Exercise: Return the run of lines below that opens with the line containing "pub const DCI_LOG_MASK_STRIDE: usize = 514;" and closes with the line containing "count[1], count[2], count[3]]);", keeping each one exact.

Stored data entries
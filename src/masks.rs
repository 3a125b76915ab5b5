//! Message, log and event masks pushed by the device.
//!
//! The device sends a fresh mask whenever the host changes what it wants to
//! see. Masks are kept as received and decoded on lookup:
//!
//! ```text
//! message: { ssid_first:u16, ssid_last:u16, level:u32 * (last - first + 1) } *
//! log:     { equip_id:u8, num_items:u32, bits[(num_items + 7) / 8] } *
//! event:   bit array indexed by event id
//!
//! DCI log:   { num_clients:i32 } { reserved:u16, bits[512] } per equip id
//! DCI event: { num_clients:i32 } bit array indexed by event id
//! ```
//!
//! Log codes are `equip_id << 12 | item`. DCI masks only count while at
//! least one DCI client is registered.

use std::time::{Duration, Instant};

use parking_lot::{Condvar, Mutex};

use crate::protocol::stream::{
    DCI_EVENT_MASKS_TYPE, DCI_LOG_MASKS_TYPE, EVENT_MASKS_TYPE, LOG_MASKS_TYPE,
    MASK_SYNC_COMPLETE, MSG_MASKS_TYPE,
};

/// Bytes per equipment id in the DCI log mask.
pub const DCI_LOG_MASK_STRIDE: usize = 514;

/// Which mask an update replaces.
#[derive(Debug, Clone, Copy, PartialEq, Eq)]
pub enum MaskKind {
    Msg,
    Log,
    Event,
    DciLog,
    DciEvent,
}

impl MaskKind {
    /// Mask kind carried by a stream type tag.
    pub fn from_stream_type(tag: u32) -> Option<Self> {
        match tag {
            MSG_MASKS_TYPE => Some(MaskKind::Msg),
            LOG_MASKS_TYPE => Some(MaskKind::Log),
            EVENT_MASKS_TYPE => Some(MaskKind::Event),
            DCI_LOG_MASKS_TYPE => Some(MaskKind::DciLog),
            DCI_EVENT_MASKS_TYPE => Some(MaskKind::DciEvent),
            _ => None,
        }
    }

    /// Sync bit set by an update of this kind.
    fn sync_bit(self) -> u32 {
        match self {
            MaskKind::Msg => MSG_MASKS_TYPE,
            MaskKind::Log => LOG_MASKS_TYPE,
            MaskKind::Event => EVENT_MASKS_TYPE,
            MaskKind::DciLog | MaskKind::DciEvent => 0,
        }
    }
}

#[derive(Default)]
struct Masks {
    msg: Vec<u8>,
    log: Vec<u8>,
    event: Vec<u8>,
    dci_log: Vec<u8>,
    dci_event: Vec<u8>,
    dci_log_clients: i32,
    dci_event_clients: i32,
    sync_bits: u32,
}

impl Masks {
    fn slot(&mut self, kind: MaskKind) -> &mut Vec<u8> {
        match kind {
            MaskKind::Msg => &mut self.msg,
            MaskKind::Log => &mut self.log,
            MaskKind::Event => &mut self.event,
            MaskKind::DciLog => &mut self.dci_log,
            MaskKind::DciEvent => &mut self.dci_event,
        }
    }
}

/// Current masks plus the initial sync state.
#[derive(Default)]
pub struct MaskState {
    masks: Mutex<Masks>,
    synced: Condvar,
}

impl MaskState {
    pub fn new() -> Self {
        Self::default()
    }

    /// Replace a mask with the bytes of an update.
    ///
    /// DCI updates lacking their client count are ignored.
    pub fn update(&self, kind: MaskKind, data: &[u8]) {
        let mut masks = self.masks.lock();
        let data = match kind {
            MaskKind::DciLog | MaskKind::DciEvent => {
                if data.len() < 4 {
                    tracing::warn!("{:?} update of {} bytes dropped", kind, data.len());
                    return;
                }
                let (count, bits) = data.split_at(4);
                let clients = i32::from_le_bytes([count[0], count[1], count[2], count[3]]);
                if kind == MaskKind::DciLog {
                    masks.dci_log_clients = clients;
                } else {
                    masks.dci_event_clients = clients;
                }
                bits
            }
            _ => data,
        };
        let slot = masks.slot(kind);
        slot.clear();
        slot.extend_from_slice(data);
        masks.sync_bits |= kind.sync_bit();
        if masks.sync_bits & MASK_SYNC_COMPLETE == MASK_SYNC_COMPLETE {
            self.synced.notify_all();
        }
    }

    /// True once message, log and event masks have all been received.
    pub fn is_synced(&self) -> bool {
        self.masks.lock().sync_bits & MASK_SYNC_COMPLETE == MASK_SYNC_COMPLETE
    }

    /// Block until synced or `timeout` passes. Returns the sync state.
    pub fn wait_for_sync(&self, timeout: Duration) -> bool {
        let deadline = Instant::now() + timeout;
        let mut masks = self.masks.lock();
        while masks.sync_bits & MASK_SYNC_COMPLETE != MASK_SYNC_COMPLETE {
            if self.synced.wait_until(&mut masks, deadline).timed_out() {
                let synced = masks.sync_bits & MASK_SYNC_COMPLETE == MASK_SYNC_COMPLETE;
                if !synced {
                    tracing::debug!("Mask sync incomplete: {:#x}", masks.sync_bits);
                }
                return synced;
            }
        }
        true
    }

    pub fn log_enabled(&self, code: u16) -> bool {
        log_bit(&self.masks.lock().log, code)
    }

    pub fn event_enabled(&self, id: u16) -> bool {
        bit(&self.masks.lock().event, usize::from(id))
    }

    pub fn dci_log_enabled(&self, code: u16) -> bool {
        let masks = self.masks.lock();
        if masks.dci_log_clients <= 0 {
            return false;
        }
        let equip = usize::from(code >> 12);
        let item = usize::from(code & 0x0fff);
        let at = equip * DCI_LOG_MASK_STRIDE + 2 + item / 8;
        masks
            .dci_log
            .get(at)
            .map_or(false, |byte| byte & (1 << (item % 8)) != 0)
    }

    pub fn dci_event_enabled(&self, id: u16) -> bool {
        let masks = self.masks.lock();
        masks.dci_event_clients > 0 && bit(&masks.dci_event, usize::from(id))
    }

    /// True if any bit of `level` is enabled for `ssid`.
    pub fn msg_enabled(&self, ssid: u16, level: u32) -> bool {
        let masks = self.masks.lock();
        let mut rest = masks.msg.as_slice();
        while rest.len() >= 4 {
            let first = u16::from_le_bytes([rest[0], rest[1]]);
            let last = u16::from_le_bytes([rest[2], rest[3]]);
            if last < first {
                return false;
            }
            let count = usize::from(last - first) + 1;
            let Some(levels) = rest.get(4..4 + count * 4) else {
                return false;
            };
            if (first..=last).contains(&ssid) {
                let at = usize::from(ssid - first) * 4;
                let value = u32::from_le_bytes([
                    levels[at],
                    levels[at + 1],
                    levels[at + 2],
                    levels[at + 3],
                ]);
                return value & level != 0;
            }
            rest = &rest[4 + count * 4..];
        }
        false
    }
}

#[inline]
fn bit(bits: &[u8], index: usize) -> bool {
    bits.get(index / 8)
        .map_or(false, |byte| byte & (1 << (index % 8)) != 0)
}

fn log_bit(records: &[u8], code: u16) -> bool {
    let equip = (code >> 12) as u8;
    let item = usize::from(code & 0x0fff);
    let mut rest = records;
    while rest.len() >= 5 {
        let equip_id = rest[0];
        let num_items = u32::from_le_bytes([rest[1], rest[2], rest[3], rest[4]]) as usize;
        let len = (num_items + 7) / 8;
        let Some(mask) = rest.get(5..5 + len) else {
            return false;
        };
        if equip_id == equip {
            return item < num_items && bit(mask, item);
        }
        rest = &rest[5 + len..];
    }
    false
}

#[cfg(test)]
mod tests {
    use super::*;
    use std::sync::Arc;
    use std::thread;

    fn log_record(equip: u8, items: u32, set: &[usize]) -> Vec<u8> {
        let mut rec = vec![equip];
        rec.extend_from_slice(&items.to_le_bytes());
        let mut mask = vec![0u8; (items as usize + 7) / 8];
        for &i in set {
            mask[i / 8] |= 1 << (i % 8);
        }
        rec.extend_from_slice(&mask);
        rec
    }

    #[test]
    fn test_log_mask_lookup() {
        let state = MaskState::new();
        let mut data = log_record(1, 16, &[3]);
        data.extend_from_slice(&log_record(0xb, 0x200, &[0x1c0]));
        state.update(MaskKind::Log, &data);

        assert!(state.log_enabled(0x1003));
        assert!(!state.log_enabled(0x1004));
        assert!(state.log_enabled(0xb1c0));
        assert!(!state.log_enabled(0xb300));
        assert!(!state.log_enabled(0x4000));
    }

    #[test]
    fn test_event_mask_lookup() {
        let state = MaskState::new();
        state.update(MaskKind::Event, &[0b0000_0100, 0b1000_0000]);
        assert!(state.event_enabled(2));
        assert!(state.event_enabled(15));
        assert!(!state.event_enabled(3));
        assert!(!state.event_enabled(400));
    }

    #[test]
    fn test_msg_mask_lookup() {
        let state = MaskState::new();
        let mut data = Vec::new();
        data.extend_from_slice(&5u16.to_le_bytes());
        data.extend_from_slice(&6u16.to_le_bytes());
        data.extend_from_slice(&0x1u32.to_le_bytes());
        data.extend_from_slice(&0x6u32.to_le_bytes());
        state.update(MaskKind::Msg, &data);

        assert!(state.msg_enabled(5, 0x1));
        assert!(state.msg_enabled(6, 0x4));
        assert!(!state.msg_enabled(6, 0x1));
        assert!(!state.msg_enabled(7, 0xffff_ffff));
    }

    fn dci_update(clients: i32, bits: &[u8]) -> Vec<u8> {
        let mut data = clients.to_le_bytes().to_vec();
        data.extend_from_slice(bits);
        data
    }

    #[test]
    fn test_dci_masks_do_not_sync() {
        let state = MaskState::new();
        let mut log = vec![0u8; 2 * DCI_LOG_MASK_STRIDE];
        log[DCI_LOG_MASK_STRIDE + 2 + 1] = 0b0000_0010;
        state.update(MaskKind::DciLog, &dci_update(1, &log));
        state.update(MaskKind::DciEvent, &dci_update(2, &[1]));

        assert!(state.dci_log_enabled(0x1009));
        assert!(!state.dci_log_enabled(0x1008));
        assert!(!state.dci_log_enabled(0x0009));
        assert!(!state.dci_log_enabled(0x5000));
        assert!(state.dci_event_enabled(0));
        assert!(!state.dci_event_enabled(1));
        assert!(!state.is_synced());
    }

    #[test]
    fn test_dci_masks_need_clients() {
        let state = MaskState::new();
        state.update(MaskKind::DciEvent, &dci_update(0, &[0xff]));
        assert!(!state.dci_event_enabled(0));

        state.update(MaskKind::DciEvent, &dci_update(1, &[0xff]));
        assert!(state.dci_event_enabled(0));

        // truncated update leaves the previous mask in place
        state.update(MaskKind::DciEvent, &[1, 0]);
        assert!(state.dci_event_enabled(7));
    }

    #[test]
    fn test_wait_for_sync() {
        let state = Arc::new(MaskState::new());
        assert!(!state.wait_for_sync(Duration::from_millis(5)));

        let updater = {
            let state = Arc::clone(&state);
            thread::spawn(move || {
                state.update(MaskKind::Msg, &[]);
                state.update(MaskKind::Log, &[]);
                state.update(MaskKind::Event, &[]);
            })
        };
        assert!(state.wait_for_sync(Duration::from_secs(5)));
        updater.join().unwrap();
        assert!(state.is_synced());
    }

    #[test]
    fn test_kind_from_stream_type() {
        assert_eq!(MaskKind::from_stream_type(0x2), Some(MaskKind::Log));
        assert_eq!(MaskKind::from_stream_type(0x200), Some(MaskKind::DciEvent));
        assert_eq!(MaskKind::from_stream_type(0x8), None);
    }
}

Output for this task:
pub const DCI_LOG_MASK_STRIDE: usize = 514;

/// Which mask an update replaces.
#[derive(Debug, Clone, Copy, PartialEq, Eq)]
pub enum MaskKind {
    Msg,
    Log,
    Event,
    DciLog,
    DciEvent,
}

impl MaskKind {
    /// Mask kind carried by a stream type tag.
    pub fn from_stream_type(tag: u32) -> Option<Self> {
        match tag {
            MSG_MASKS_TYPE => Some(MaskKind::Msg),
            LOG_MASKS_TYPE => Some(MaskKind::Log),
            EVENT_MASKS_TYPE => Some(MaskKind::Event),
            DCI_LOG_MASKS_TYPE => Some(MaskKind::DciLog),
            DCI_EVENT_MASKS_TYPE => Some(MaskKind::DciEvent),
            _ => None,
        }
    }

    /// Sync bit set by an update of this kind.
    fn sync_bit(self) -> u32 {
        match self {
            MaskKind::Msg => MSG_MASKS_TYPE,
            MaskKind::Log => LOG_MASKS_TYPE,
            MaskKind::Event => EVENT_MASKS_TYPE,
            MaskKind::DciLog | MaskKind::DciEvent => 0,
        }
    }
}

#[derive(Default)]
struct Masks {
    msg: Vec<u8>,
    log: Vec<u8>,
    event: Vec<u8>,
    dci_log: Vec<u8>,
    dci_event: Vec<u8>,
    dci_log_clients: i32,
    dci_event_clients: i32,
    sync_bits: u32,
}

impl Masks {
    fn slot(&mut self, kind: MaskKind) -> &mut Vec<u8> {
        match kind {
            MaskKind::Msg => &mut self.msg,
            MaskKind::Log => &mut self.log,
            MaskKind::Event => &mut self.event,
            MaskKind::DciLog => &mut self.dci_log,
            MaskKind::DciEvent => &mut self.dci_event,
        }
    }
}

/// Current masks plus the initial sync state.
#[derive(Default)]
pub struct MaskState {
    masks: Mutex<Masks>,
    synced: Condvar,
}

impl MaskState {
    pub fn new() -> Self {
        Self::default()
    }

    /// Replace a mask with the bytes of an update.
    ///
    /// DCI updates lacking their client count are ignored.
    pub fn update(&self, kind: MaskKind, data: &[u8]) {
        let mut masks = self.masks.lock();
        let data = match kind {
            MaskKind::DciLog | MaskKind::DciEvent => {
                if data.len() < 4 {
                    tracing::warn!("{:?} update of {} bytes dropped", kind, data.len());
                    return;
                }
                let (count, bits) = data.split_at(4);
                let clients = i32::from_le_bytes([count[0], count[1], count[2], count[3]]);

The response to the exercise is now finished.